A selection committee led by the Board of Education chairwoman has named a high school principal and veteran administrator as its choice to lead Hawaii’s public schools when they fully reopen in the fall after more than a year of mostly online classes during the pandemic.

Waipahu High School Principal Keith Hayashi, who must still be approved by the full board next month, would take over as interim superintendent on Aug. 1 while the board conducts a more robust search for a permanent superintendent expected to be selected sometime next spring.

The new interim superintendent will replace Christina Kishimoto, who has served in the role for four years but decided not to seek a new term once her contract is up at the end of July.

Hawaii Education Superintendent Christina Kishimoto at presser held at the BOE building. 7 june 2017
Keith Hayashi, right, who has been nominated to serve as interim DOE superintendent, already has experience in the role. He took over for a month in 2017 during the transition before outgoing Christina Kishimoto began her tenure. Cory Lum/Civil Beat/2017

Hayashi, Waipahu’s principal since 2009, has had the job before.
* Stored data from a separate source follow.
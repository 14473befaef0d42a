// File I/O Controller. Command-triggered, synchronous against host
// storage: the CPU writes a filename and a command byte, then polls the
// status register. Program files carry a two-byte little-endian load
// address; .sid files use the big-endian PSID header.

use crate::devices::{
    Device, ERR_BAD_ARGS, ERR_END_OF_DIR, ERR_IO, ERR_NONE, ERR_NOT_FOUND, ERR_RANGE, ST_ERROR,
    ST_IDLE, ST_OK,
};
use crate::memory::MemoryRange;
use crate::vgc::{VgcPtr, VgcState};
use byteorder::{BigEndian, ByteOrder, LittleEndian};
use log::{debug, warn};
use std::fs;
use std::io::ErrorKind;
use std::path::PathBuf;

pub const FIO_BASE: u16 = 0xb9a0;
pub const NAME_BUF: usize = 0x10; // ..0x4f relative to FIO_BASE
pub const NAME_MAX: usize = 63;

// Loads may not spill into the ROM half.
const LOAD_CEILING: usize = 0xc000;

const REG_CMD: usize = 0x00;
const REG_STATUS: usize = 0x01;
const REG_ERR: usize = 0x02;
const REG_DTYPE: usize = 0x03;
const REG_SRC: usize = 0x04; // ..0x05
const REG_END: usize = 0x06; // ..0x07
const REG_SIZE: usize = 0x08; // ..0x09
const REG_GSPACE: usize = 0x0a;
const REG_GOFF: usize = 0x0b; // ..0x0c
const REG_GLEN: usize = 0x0d; // ..0x0e

pub const CMD_LOAD: u8 = 1;
pub const CMD_SAVE: u8 = 2;
pub const CMD_GLOAD: u8 = 3;
pub const CMD_GSAVE: u8 = 4;
pub const CMD_DIROPEN: u8 = 5;
pub const CMD_DIRREAD: u8 = 6;
pub const CMD_SIDLOAD: u8 = 7;

pub const DTYPE_PROGRAM: u8 = 0;
pub const DTYPE_SID: u8 = 1;

pub struct Fio {
    vgc: VgcPtr,
    dir: PathBuf,
    regs: [u8; 0x50],
    cursor: Option<(Vec<(String, u8)>, usize)>,
}

/// Parsed PSID header. All multi-byte fields are big-endian on disk.
pub struct PsidHeader {
    pub version: u16,
    pub data_offset: u16,
    pub load: u16,
    pub init: u16,
    pub play: u16,
    pub songs: u16,
    pub start_song: u16,
    pub speed: u32,
}

impl PsidHeader {
    pub fn parse(image: &[u8]) -> Result<PsidHeader, u8> {
        if image.len() < 0x76 || &image[0..4] != b"PSID" {
            return Err(ERR_BAD_ARGS);
        }
        Ok(PsidHeader {
            version: BigEndian::read_u16(&image[0x04..]),
            data_offset: BigEndian::read_u16(&image[0x06..]),
            load: BigEndian::read_u16(&image[0x08..]),
            init: BigEndian::read_u16(&image[0x0a..]),
            play: BigEndian::read_u16(&image[0x0c..]),
            songs: BigEndian::read_u16(&image[0x0e..]),
            start_song: BigEndian::read_u16(&image[0x10..]),
            speed: BigEndian::read_u32(&image[0x12..]),
        })
    }
}

/// Relocation patching for the payload's address table. Driver images open
/// with a run of absolute JMPs (init, play, and friends); every table entry
/// whose target sits inside the original load span moves by the same delta
/// as the image. The table ends at the first byte that is not a JMP into
/// the span, so arbitrary code and data beyond it stay untouched.
pub fn patch_jump_table(payload: &mut [u8], load: u16, delta: u16) {
    let span = load..load.wrapping_add(payload.len() as u16);
    let mut at = 0;
    while at + 3 <= payload.len() && payload[at] == 0x4c {
        let target = u16::from_le_bytes([payload[at + 1], payload[at + 2]]);
        if !span.contains(&target) {
            break;
        }
        let moved = target.wrapping_add(delta);
        payload[at + 1] = moved as u8;
        payload[at + 2] = (moved >> 8) as u8;
        at += 3;
    }
}

impl Fio {
    pub fn new(vgc: VgcPtr, dir: PathBuf) -> Box<Self> {
        Box::new(Fio { vgc, dir, regs: [0; 0x50], cursor: None })
    }

    fn reg16(&self, offset: usize) -> u16 {
        LittleEndian::read_u16(&self.regs[offset..])
    }

    fn set_reg16(&mut self, offset: usize, value: u16) {
        LittleEndian::write_u16(&mut self.regs[offset..offset + 2], value);
    }

    /// Filename from the buffer: NUL-terminated printable ASCII, no path
    /// separators, at most 63 bytes.
    fn filename(&self) -> Result<PathBuf, u8> {
        let raw = &self.regs[NAME_BUF..];
        let end = raw.iter().position(|&b| b == 0).unwrap_or(raw.len());
        if end == 0 || end > NAME_MAX {
            return Err(ERR_IO);
        }
        let name = std::str::from_utf8(&raw[..end]).map_err(|_| ERR_IO)?;
        let clean = name.trim();
        if clean.is_empty()
            || clean.contains('/')
            || clean.contains('\\')
            || clean.contains("..")
            || !clean.bytes().all(|b| (0x20..0x7f).contains(&b))
        {
            return Err(ERR_IO);
        }
        Ok(self.dir.join(clean))
    }

    fn finish(&mut self, result: Result<(), u8>) {
        match result {
            Ok(()) => {
                self.regs[REG_STATUS] = ST_OK;
                self.regs[REG_ERR] = ERR_NONE;
            }
            Err(code) => {
                self.regs[REG_STATUS] = ST_ERROR;
                self.regs[REG_ERR] = code;
            }
        }
    }

    fn read_file(&self) -> Result<Vec<u8>, u8> {
        let path = self.filename()?;
        fs::read(&path).map_err(|e| {
            if e.kind() == ErrorKind::NotFound {
                ERR_NOT_FOUND
            } else {
                warn!("fio: reading {:?} failed: {}", path, e);
                ERR_IO
            }
        })
    }

    fn load(&mut self, ram: &mut [u8]) -> Result<(), u8> {
        let image = self.read_file()?;
        if image.len() < 2 {
            return Err(ERR_IO);
        }
        // the stored load address gives way to the CPU-provided one
        let payload = &image[2..];
        let dest = self.reg16(REG_SRC) as usize;
        if dest + payload.len() > LOAD_CEILING {
            return Err(ERR_RANGE);
        }
        ram[dest..dest + payload.len()].copy_from_slice(payload);
        self.set_reg16(REG_SIZE, payload.len() as u16);
        debug!("fio: loaded {} bytes at ${:04x}", payload.len(), dest);
        Ok(())
    }

    fn save(&mut self, ram: &[u8]) -> Result<(), u8> {
        let src = self.reg16(REG_SRC) as usize;
        let end = self.reg16(REG_END) as usize;
        if end < src {
            return Err(ERR_IO);
        }
        if end > ram.len() {
            return Err(ERR_RANGE);
        }
        let path = self.filename()?;
        let mut image = Vec::with_capacity(end - src + 2);
        image.push(src as u8);
        image.push((src >> 8) as u8);
        image.extend_from_slice(&ram[src..end]);
        fs::write(&path, &image).map_err(|e| {
            warn!("fio: writing {:?} failed: {}", path, e);
            ERR_IO
        })?;
        self.set_reg16(REG_SIZE, (end - src) as u16);
        Ok(())
    }

    fn gload(&mut self) -> Result<(), u8> {
        let image = self.read_file()?;
        let space = self.regs[REG_GSPACE];
        let offset = self.reg16(REG_GOFF) as usize;
        let len = (self.reg16(REG_GLEN) as usize).min(image.len());
        if offset + len > VgcState::space_len(space) {
            return Err(ERR_RANGE);
        }
        {
            let mut vgc = self.vgc.lock().unwrap();
            for (j, &byte) in image[..len].iter().enumerate() {
                vgc.space_write(space, (offset + j) as u32, byte);
            }
        }
        self.set_reg16(REG_SIZE, len as u16);
        Ok(())
    }

    fn gsave(&mut self) -> Result<(), u8> {
        let space = self.regs[REG_GSPACE];
        let offset = self.reg16(REG_GOFF) as usize;
        let len = self.reg16(REG_GLEN) as usize;
        if offset + len > VgcState::space_len(space) {
            return Err(ERR_RANGE);
        }
        let mut image = Vec::with_capacity(len);
        {
            let vgc = self.vgc.lock().unwrap();
            for j in 0..len {
                image.push(vgc.space_read(space, (offset + j) as u32).unwrap_or(0));
            }
        }
        let path = self.filename()?;
        fs::write(&path, &image).map_err(|e| {
            warn!("fio: writing {:?} failed: {}", path, e);
            ERR_IO
        })?;
        self.set_reg16(REG_SIZE, len as u16);
        Ok(())
    }

    fn dir_open(&mut self) -> Result<(), u8> {
        let entries = fs::read_dir(&self.dir).map_err(|_| ERR_IO)?;
        let mut found: Vec<(String, u8)> = Vec::new();
        for entry in entries.flatten() {
            let name = entry.file_name().to_string_lossy().into_owned();
            let lower = name.to_lowercase();
            let dtype = if lower.ends_with(".prg") {
                DTYPE_PROGRAM
            } else if lower.ends_with(".sid") {
                DTYPE_SID
            } else {
                continue;
            };
            if name.len() <= NAME_MAX {
                found.push((name, dtype));
            }
        }
        found.sort();
        self.cursor = Some((found, 0));
        Ok(())
    }

    fn dir_read(&mut self) -> Result<(), u8> {
        let (name, dtype) = match self.cursor {
            Some((ref entries, ref mut index)) => {
                if *index >= entries.len() {
                    return Err(ERR_END_OF_DIR);
                }
                let item = entries[*index].clone();
                *index += 1;
                item
            }
            None => return Err(ERR_END_OF_DIR),
        };
        self.regs[NAME_BUF..].iter_mut().for_each(|b| *b = 0);
        let bytes = name.as_bytes();
        self.regs[NAME_BUF..NAME_BUF + bytes.len()].copy_from_slice(bytes);
        self.regs[REG_DTYPE] = dtype;
        Ok(())
    }

    /// Load a PSID image. The payload lands at the SRC register when it is
    /// non-zero (relocation), otherwise at the header's load address; init
    /// and play come back through SRC/END adjusted by the same delta, and
    /// the driver's leading jump table is patched to follow the move.
    fn sid_load(&mut self, ram: &mut [u8]) -> Result<(), u8> {
        let image = self.read_file()?;
        let header = PsidHeader::parse(&image)?;
        if header.data_offset as usize > image.len() {
            return Err(ERR_BAD_ARGS);
        }
        let mut raw = &image[header.data_offset as usize..];
        let mut load = header.load;
        if load == 0 {
            // load address embedded ahead of the payload, little-endian
            if raw.len() < 2 {
                return Err(ERR_BAD_ARGS);
            }
            load = LittleEndian::read_u16(raw);
            raw = &raw[2..];
        }
        let requested = self.reg16(REG_SRC);
        let target = if requested != 0 { requested } else { load };
        let delta = target.wrapping_sub(load);
        let dest = target as usize;
        if dest + raw.len() > LOAD_CEILING {
            return Err(ERR_RANGE);
        }
        let mut payload = raw.to_vec();
        if delta != 0 {
            patch_jump_table(&mut payload, load, delta);
        }
        ram[dest..dest + payload.len()].copy_from_slice(&payload);
        let span = load..load.wrapping_add(payload.len() as u16);
        let relocate = |addr: u16| {
            if span.contains(&addr) {
                addr.wrapping_add(delta)
            } else {
                addr
            }
        };
        self.set_reg16(REG_SRC, relocate(header.init));
        self.set_reg16(REG_END, relocate(header.play));
        self.set_reg16(REG_SIZE, payload.len() as u16);
        debug!(
            "fio: sid image v{} loaded at ${:04x}, {} songs",
            header.version, target, header.songs
        );
        Ok(())
    }

    fn execute(&mut self, cmd: u8, ram: &mut [u8]) {
        let result = match cmd {
            CMD_LOAD => self.load(ram),
            CMD_SAVE => self.save(ram),
            CMD_GLOAD => self.gload(),
            CMD_GSAVE => self.gsave(),
            CMD_DIROPEN => self.dir_open(),
            CMD_DIRREAD => self.dir_read(),
            CMD_SIDLOAD => self.sid_load(ram),
            _ => Err(ERR_BAD_ARGS),
        };
        self.finish(result);
    }
}

impl Device for Fio {
    fn memconfig(&self) -> MemoryRange {
        vec![(FIO_BASE, FIO_BASE + 0x4f)]
    }

    fn read(&mut self, address: u16, _ram: &mut [u8]) -> u8 {
        let offset = (address - FIO_BASE) as usize;
        match offset {
            REG_CMD => 0,
            _ => self.regs[offset],
        }
    }

    fn write(&mut self, address: u16, value: u8, ram: &mut [u8]) {
        let offset = (address - FIO_BASE) as usize;
        match offset {
            REG_CMD => self.execute(value, ram),
            REG_STATUS | REG_ERR | REG_DTYPE => {}
            _ => self.regs[offset] = value,
        }
    }

    fn reset(&mut self, _ram: &mut [u8]) {
        self.regs[REG_STATUS] = ST_IDLE;
        self.regs[REG_ERR] = ERR_NONE;
        self.cursor = None;
    }
}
He took the reins for the month of July in 2017 to bridge the time between former superintendent Kathryn Matayoshi’s departure and Kishimoto’s start date.
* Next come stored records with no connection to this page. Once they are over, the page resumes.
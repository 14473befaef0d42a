use anyhow::{Context, Result};
use log::info;
use retro65::machine::Configuration;
use retro65::opcodes::Variant;
use retro65::Emulator;
use std::env;
use std::fs;

const DEFAULT_IPC_PORT: u16 = 6510;

// Environment:
//   RETRO65_FREQ       target CPU frequency in Hz (default 12000000)
//   RETRO65_TURBO      1 bypasses real-time pacing
//   RETRO65_TELEMETRY  1 logs effective clock speed once a second
//   RETRO65_IPC_PORT   TCP port of the control server (0 disables)
//
// Usage: retro65 <basic.rom> [program.prg] [--nmos] [--debug] [--no-ipc]

fn main() -> Result<()> {
    env_logger::init();

    let mut rom_path = None;
    let mut program = None;
    let mut variant = Variant::Cmos;
    let mut debug = false;
    let mut ipc = true;
    for arg in env::args().skip(1) {
        match arg.as_str() {
            "--nmos" => variant = Variant::Nmos,
            "--debug" => debug = true,
            "--no-ipc" => ipc = false,
            _ if rom_path.is_none() => rom_path = Some(arg),
            _ => program = Some(arg),
        }
    }
    let rom_path = rom_path.context("usage: retro65 <basic.rom> [program.prg]")?;
    let rom = fs::read(&rom_path).with_context(|| format!("reading ROM {}", rom_path))?;
    info!("rom: {} bytes from {}", rom.len(), rom_path);

    let mut config = Configuration::new(rom);
    config.variant = variant;
    if let Ok(freq) = env::var("RETRO65_FREQ") {
        config.freq = freq.parse().context("RETRO65_FREQ must be a number")?;
    }
    config.turbo = env::var("RETRO65_TURBO").map(|v| v == "1").unwrap_or(false);
    config.telemetry = env::var("RETRO65_TELEMETRY").map(|v| v == "1").unwrap_or(false);
    let port = match env::var("RETRO65_IPC_PORT") {
        Ok(port) => port.parse().context("RETRO65_IPC_PORT must be a port")?,
        Err(_) => DEFAULT_IPC_PORT,
    };

    let mut emulator = Emulator::new(config);
    if ipc && port != 0 {
        emulator.ipc_port = Some(port);
    }
    emulator.run(program.as_deref(), debug)
}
BOE chairwoman Catherine Payne said she and other members of the advisory committee, including board members Margaret Cox, Dwight Takeno and Bruce Voss, believed Hayashi was “the best candidate to meet the critical challenges facing our schools over the next few months.”

“He has experience as a teacher, principal, complex area superintendent, interim deputy superintendent, and, briefly, as an acting state superintendent,” Payne said. “I am confident that he is the right person to lead our schools during the difficult months ahead.”

The Department of Education superintendent oversees Hawaii’s single district K-12 school system of 294 schools and roughly 174,000 total students, plus 22,000 personnel including some 13,500 teachers.

Aside from the full reopening of classrooms, the DOE must leverage a massive amount of federal COVID-19 relief funds to support students who fell behind during the pandemic while bracing for an anticipated $124 million funding gap for the 2021-23 fiscal biennium.

Hayashi beat out a field of 14 candidates, including the outgoing president of the Hawaii State Teachers Association Corey Rosenlee, who was among Kishimoto’s fiercest critics. Five finalists were granted an interview, according to a memo posted Friday. The BOE was due to vote on the recommendation during its June 17 general business meeting.

Who is Hayashi?

Hayashi has long been praised, including by Kishimoto as recently as several months ago, for his leadership of one of the state’s largest high schools, which has an enrollment of roughly 2,800.

Waipahu High’s career academy program that allows students to select a specific pathway to help groom skills in a certain industry is seen as a leading model in the state while its Early College program, in which high schoolers may accrue college credit before graduating, has won accolades from Gov. David Ige and other state leaders.

A graduate of Kaimuki High and the University of Hawaii, Hayashi also served as the complex area superintendent for Pearl City-Waipahu and was named the Hawaii High School Principal of the Year in 2014.

He currently makes somewhere between $138,790 and $196,470 annually as a high school principal; the advisory committee recommended that the interim superintendent earn $210,000 per year.

“I am confident that he is the right person to lead our schools during the difficult months ahead.” — BOE chairwoman Catherine Payne

The interim superintendent will serve until a permanent replacement is in place, which is likely to be“through at least March 2022” according to the BOE’s specifications, though “the exact service period will heavily depend on other circumstances.”

The job description called for an interim leader able to address learning loss and the social-emotional needs of students; develop and communicate clear and timely plans to promote safe in-person learning; and who can “restore trust and confidence in leadership through clear, timely, and transparent guidance and communication” to parents, students and staff.

The board also sought someone with a deep understanding of Hawaii’s educational system; who can develop strong relationships with people inside and outside the DOE and with stakeholders; and develop an “empathetic organizational culture.”

The interim superintendent was not precluded from applying for the longer-term role but that will be done through a separate search process involving an outside firm.

With the COVID-19 pandemic easing thanks to a mass vaccination ramp-up that now includes kids as young as 12, the school system appears to be heading toward a sense of normalcy.

Kishimoto, a Bronx native who has not yet announced her future plans, has said all DOE schools will be fully reopened by the new school year, and the union didn’t object since at least 11,000 teachers have been fully vaccinated.

Kishimoto’s final year of leadership was buffeted with criticism by the union and other stakeholders as she failed to clearly articulate a plan to reopen schools or provide a quality distance learning curriculum for students at the height of the public health crisis.

So tenuous was her public reception over the last year that state lawmakers got involved, pushing a bill through this past session that would require the BOE to prioritize a local candidate who had spent at least a decade in the DOE to lead the schools.